Whenever I need to get supper on and I haven’t thought about what we’re going to eat, I inevitably turn to my Pasta’s Last Stand. It’s always delicious, I don’t need any special ingredients, but best of all, I don’t have to think about it. Normally I’d scatter a bit of cheese over the top, but as it’s Veganuary this month, I thought I’d ring the changes and scatter some miso marinated tofu over it instead.
Veganuary
As regular readers will know, I’m not a vegan. However I do cook and eat a lot of vegan food. During Veganuary, I try to eat a bit more than normal – it seems a good thing to do after all the chocolate and rich eating at Christmas. Veganuary is a charity that aims to inspire people to eat only plant-based foods for the month of January. For many it’s the start of a vegan journey.
Miso Marinated Tofu
Oh my. I could eat a plateful of this miso marinated tofu every day. It’s absolutely scrumptious. Long gone are the days when I thought tofu was just too boring for words. It’s true, if given a choice, I’d take tempeh, but tofu is just brilliant for marinading and soaking up those flavours. In this case you can marinade it whilst preparing Pasta’s Last Stand, though an even longer soak would be better.

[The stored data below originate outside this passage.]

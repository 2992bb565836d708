//! Storage trait definitions.

use crate::core::{ChatSession, SessionSummary};
use crate::error::Result;
use indexmap::IndexMap;

/// A whole collection keyed by session id, in first-insert order.
pub type Records<T> = IndexMap<String, T>;

/// Storage backend for the `sessions` and `summaries` collections.
///
/// Each collection is read and written as a unit. A `store_*` call replaces
/// the previous contents entirely or fails without touching them.
pub trait CollectionStore: Send + Sync {
    /// Load every stored session.
    ///
    /// # Errors
    ///
    /// Returns an error if the collection exists but cannot be read or parsed.
    fn load_sessions(&self) -> Result<Records<ChatSession>>;

    /// Replace the sessions collection.
    ///
    /// # Errors
    ///
    /// Returns an error if the collection cannot be serialized or written.
    fn store_sessions(&self, sessions: &Records<ChatSession>) -> Result<()>;

    /// Load every stored summary.
    ///
    /// # Errors
    ///
    /// Returns an error if the collection exists but cannot be read or parsed.
    fn load_summaries(&self) -> Result<Records<SessionSummary>>;

    /// Replace the summaries collection.
    ///
    /// # Errors
    ///
    /// Returns an error if the collection cannot be serialized or written.
    fn store_summaries(&self, summaries: &Records<SessionSummary>) -> Result<()>;

    /// Human-readable description of where the collections live.
    fn location(&self) -> String;
}
//! `memchat context` command implementation.

use crate::cli::require_session;
use crate::core::SessionStore;
use crate::error::Result;
use crate::responder::context_messages;

/// Run the context command.
///
/// Prints the session as a chat-completion message list, including the
/// memory turn built from earlier summaries.
///
/// # Errors
///
/// Returns an error if the session is not found.
pub fn run(store: &SessionStore, session_id: &str) -> Result<()> {
    let session = require_session(store, session_id)?;

    let json = serde_json::to_string_pretty(&context_messages(&session))?;
    println!("{json}");

    Ok(())
}
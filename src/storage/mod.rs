//! Storage backends for the session and summary collections.

pub mod file;
pub mod memory;
pub mod traits;

pub use file::FileBackend;
pub use memory::MemoryBackend;
pub use traits::{CollectionStore, Records};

You wouldn’t think the Asian flavours of the miso marinated tofu would go so well with an Italian style pasta, but they really do. It was such a success, CT has declared himself keen on having the tofu as a topping instead of cheese from now on in. I’m not sure that’s going to happen, but it’s a great way to jazz up my Pasta’s Last Stand.
Pasta’s Last Stand
This is a great standby. I nearly always have tins of tomatoes to hand along with fresh onions & garlic. A raid on the rack normally yields some other vegetables. I just use what I’ve got. If I don’t have any fresh veg, then frozen will do nicely. Courgettes, broccoli stems, celery, carrots, parsnips, squash, sweetcorn and peas all work well. This time I went with celery, carrots & red pepper as that’s what I had to hand.
If you don’t fancy making the marinated miso as a topping, why not try my easy recipe for vegan parmesan cheese instead? It’s really good.

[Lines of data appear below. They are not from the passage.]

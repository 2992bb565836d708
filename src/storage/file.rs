//! File-based storage backend.

use crate::core::{ChatSession, SessionSummary};
use crate::error::Result;
use crate::storage::traits::{CollectionStore, Records};
use serde::Serialize;
use serde::de::DeserializeOwned;
use std::fs;
use std::path::{Path, PathBuf};

/// File name of the sessions collection.
pub const SESSIONS_FILE: &str = "sessions.json";

/// File name of the summaries collection.
pub const SUMMARIES_FILE: &str = "summaries.json";

/// File-based storage backend with atomic writes.
///
/// Keeps one pretty-printed JSON object per collection in `base_dir`.
#[derive(Debug)]
pub struct FileBackend {
    base_dir: PathBuf,
}

impl FileBackend {
    /// Create a new file backend.
    ///
    /// Creates the storage directory if it doesn't exist.
    ///
    /// # Errors
    ///
    /// Returns an error if the storage directory cannot be created.
    pub fn new(base_dir: PathBuf) -> Result<Self> {
        fs::create_dir_all(&base_dir)?;
        Ok(Self { base_dir })
    }

    /// Directory holding the collection files.
    #[must_use]
    pub fn base_dir(&self) -> &Path {
        &self.base_dir
    }

    fn read_collection<T: DeserializeOwned>(&self, file: &str) -> Result<Records<T>> {
        let path = self.base_dir.join(file);
        if !path.exists() {
            return Ok(Records::new());
        }
        let contents = fs::read_to_string(&path)?;
        let records: Records<T> = serde_json::from_str(&contents)?;
        Ok(records)
    }

    fn write_collection<T: Serialize>(&self, file: &str, records: &Records<T>) -> Result<()> {
        let path = self.base_dir.join(file);
        let temp = path.with_extension("tmp");

        // Serialize before touching the filesystem so a bad record never
        // produces a file at all
        let contents = serde_json::to_string_pretty(records)?;
        // Atomic rename - prevents corruption if process crashes mid-write
        if let Err(e) = fs::write(&temp, &contents).and_then(|()| fs::rename(&temp, &path)) {
            let _ = fs::remove_file(&temp);
            return Err(e.into());
        }

        Ok(())
    }
}

impl CollectionStore for FileBackend {
    fn load_sessions(&self) -> Result<Records<ChatSession>> {
        self.read_collection(SESSIONS_FILE)
    }

    fn store_sessions(&self, sessions: &Records<ChatSession>) -> Result<()> {
        self.write_collection(SESSIONS_FILE, sessions)
    }

    fn load_summaries(&self) -> Result<Records<SessionSummary>> {
        self.read_collection(SUMMARIES_FILE)
    }

    fn store_summaries(&self, summaries: &Records<SessionSummary>) -> Result<()> {
        self.write_collection(SUMMARIES_FILE, summaries)
    }

    fn location(&self) -> String {
        self.base_dir.display().to_string()
    }
}

#[cfg(test)]
mod tests {
    use super::*;
    use chrono::Utc;
    use tempfile::TempDir;

    fn create_test_backend() -> (FileBackend, TempDir) {
        let temp_dir = TempDir::new().unwrap();
        let backend = FileBackend::new(temp_dir.path().to_path_buf()).unwrap();
        (backend, temp_dir)
    }

    fn sessions_with(ids: &[&str]) -> Records<ChatSession> {
        ids.iter()
            .map(|id| {
                (
                    (*id).to_string(),
                    ChatSession::new(id, Utc::now(), true, Vec::new()),
                )
            })
            .collect()
    }

    #[test]
    fn creates_storage_directory() {
        let temp_dir = TempDir::new().unwrap();
        let nested = temp_dir.path().join("a").join("b");
        let _backend = FileBackend::new(nested.clone()).unwrap();
        assert!(nested.is_dir());
    }

    #[test]
    fn missing_collections_load_empty() {
        let (store, _temp) = create_test_backend();
        assert!(store.load_sessions().unwrap().is_empty());
        assert!(store.load_summaries().unwrap().is_empty());
    }

    #[test]
    fn store_and_load_sessions() {
        let (store, _temp) = create_test_backend();
        store.store_sessions(&sessions_with(&["s1", "s2"])).unwrap();

        let loaded = store.load_sessions().unwrap();
        assert_eq!(loaded.len(), 2);
        assert_eq!(loaded["s1"].session_id, "s1");
    }

    #[test]
    fn load_preserves_key_order() {
        let (store, _temp) = create_test_backend();
        store
            .store_sessions(&sessions_with(&["zeta", "alpha", "mid"]))
            .unwrap();

        let keys: Vec<String> = store.load_sessions().unwrap().into_keys().collect();
        assert_eq!(keys, ["zeta", "alpha", "mid"]);
    }

    #[test]
    fn store_replaces_whole_collection() {
        let (store, _temp) = create_test_backend();
        store.store_sessions(&sessions_with(&["s1", "s2"])).unwrap();
        store.store_sessions(&sessions_with(&["s3"])).unwrap();

        let keys: Vec<String> = store.load_sessions().unwrap().into_keys().collect();
        assert_eq!(keys, ["s3"]);
    }

    #[test]
    fn atomic_write_creates_no_temp_file() {
        let (store, temp_dir) = create_test_backend();
        store.store_sessions(&sessions_with(&["s1"])).unwrap();

        assert!(!temp_dir.path().join("sessions.tmp").exists());
        assert!(temp_dir.path().join(SESSIONS_FILE).exists());
    }

    #[test]
    fn collections_use_separate_files() {
        let (store, temp_dir) = create_test_backend();
        store.store_sessions(&sessions_with(&["s1"])).unwrap();

        assert!(temp_dir.path().join(SESSIONS_FILE).exists());
        assert!(!temp_dir.path().join(SUMMARIES_FILE).exists());
    }

    #[test]
    fn corrupted_collection_returns_error() {
        let (store, temp_dir) = create_test_backend();
        fs::write(temp_dir.path().join(SESSIONS_FILE), "{ invalid }").unwrap();

        assert!(store.load_sessions().is_err());
    }

    #[test]
    fn truncated_collection_returns_error() {
        let (store, temp_dir) = create_test_backend();
        fs::write(
            temp_dir.path().join(SUMMARIES_FILE),
            r#"{"abc": {"session_id": "abc", "summary": "#,
        )
        .unwrap();

        assert!(store.load_summaries().is_err());
    }

    #[test]
    fn failed_write_leaves_previous_file_intact() {
        let (store, temp_dir) = create_test_backend();
        store.store_sessions(&sessions_with(&["kept"])).unwrap();

        // A directory where the temp file should go makes the write fail
        fs::create_dir(temp_dir.path().join("sessions.tmp")).unwrap();

        assert!(store.store_sessions(&sessions_with(&["lost"])).is_err());

        let keys: Vec<String> = store.load_sessions().unwrap().into_keys().collect();
        assert_eq!(keys, ["kept"]);
    }

    #[cfg(target_os = "linux")]
    #[test]
    fn partial_temp_file_is_removed() {
        let (store, temp_dir) = create_test_backend();
        store.store_sessions(&sessions_with(&["kept"])).unwrap();

        // Writes through this link fail with ENOSPC after the file is opened
        let temp = temp_dir.path().join("sessions.tmp");
        std::os::unix::fs::symlink("/dev/full", &temp).unwrap();

        assert!(store.store_sessions(&sessions_with(&["lost"])).is_err());
        assert!(fs::symlink_metadata(&temp).is_err());

        let keys: Vec<String> = store.load_sessions().unwrap().into_keys().collect();
        assert_eq!(keys, ["kept"]);
    }

    #[test]
    fn location_is_base_dir() {
        let (store, temp_dir) = create_test_backend();
        assert_eq!(store.location(), temp_dir.path().display().to_string());
    }
}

This time the pasta I used was Suma’s fusilli brown rice pasta. We were impressed. It was hard to tell the difference between that and standard wheat pasta. The fusilli are slightly smaller, tighter and springier, which we really liked. It’s also gluten free.
You should be able to find the pasta in most independent whole food stores. Suma is a wholesale cooperative selling vegetarian wholefoods, though you can order direct. They have their own line on most products and the quality is high. My latest Suma order also included some tinned tomatoes, tomato paste, barley miso and tofu – all organic of course.
Homemade Pasta
If you fancy having a go at making your own whole wheat pasta, you can elevate most pasta dishes into a gourmet meal. It’s a lot easier than you might think. Follow the link and you’ll find out how to make it.
Other Easy Vegan Meals You Might Like
- Asparagus risotto with peas and wild garlic pesto via Tin and Thyme
- Bangors & borlotti beans via The Veg Space
- Beetroot & lentil vegan pie via Only Crumbs Remain
- Black bean curry bowls via Tin and Thyme
- Carrot falafel with tahini sauce via Tin and Thyme
- Nut roast via Fab Food 4 All
- Pulled jackfruit in barbecue sauce via Tin and Thyme
- Simple laksa noodle soup with tofu, red peppers and green cabbage via Tin and Thyme
- Sudanese sweet potato, spinach and peanut stew via Sneaky Veg
- Vegan egg fried rice via Thinly Spread
I have plenty more Tin and Thyme recipes which feature tofu as a main ingredient. And for even more ideas, head over to my tofu Pinterest board.
Keep in Touch
Thanks for visiting Tin and Thyme. If you make this miso marinated tofu with my easy anyday pasta, I’d love to hear about it in the comments below. And do please rate the recipe. Have you any top tips? Do share photos on social media too and use the hashtag #tinandthyme, so I can spot them.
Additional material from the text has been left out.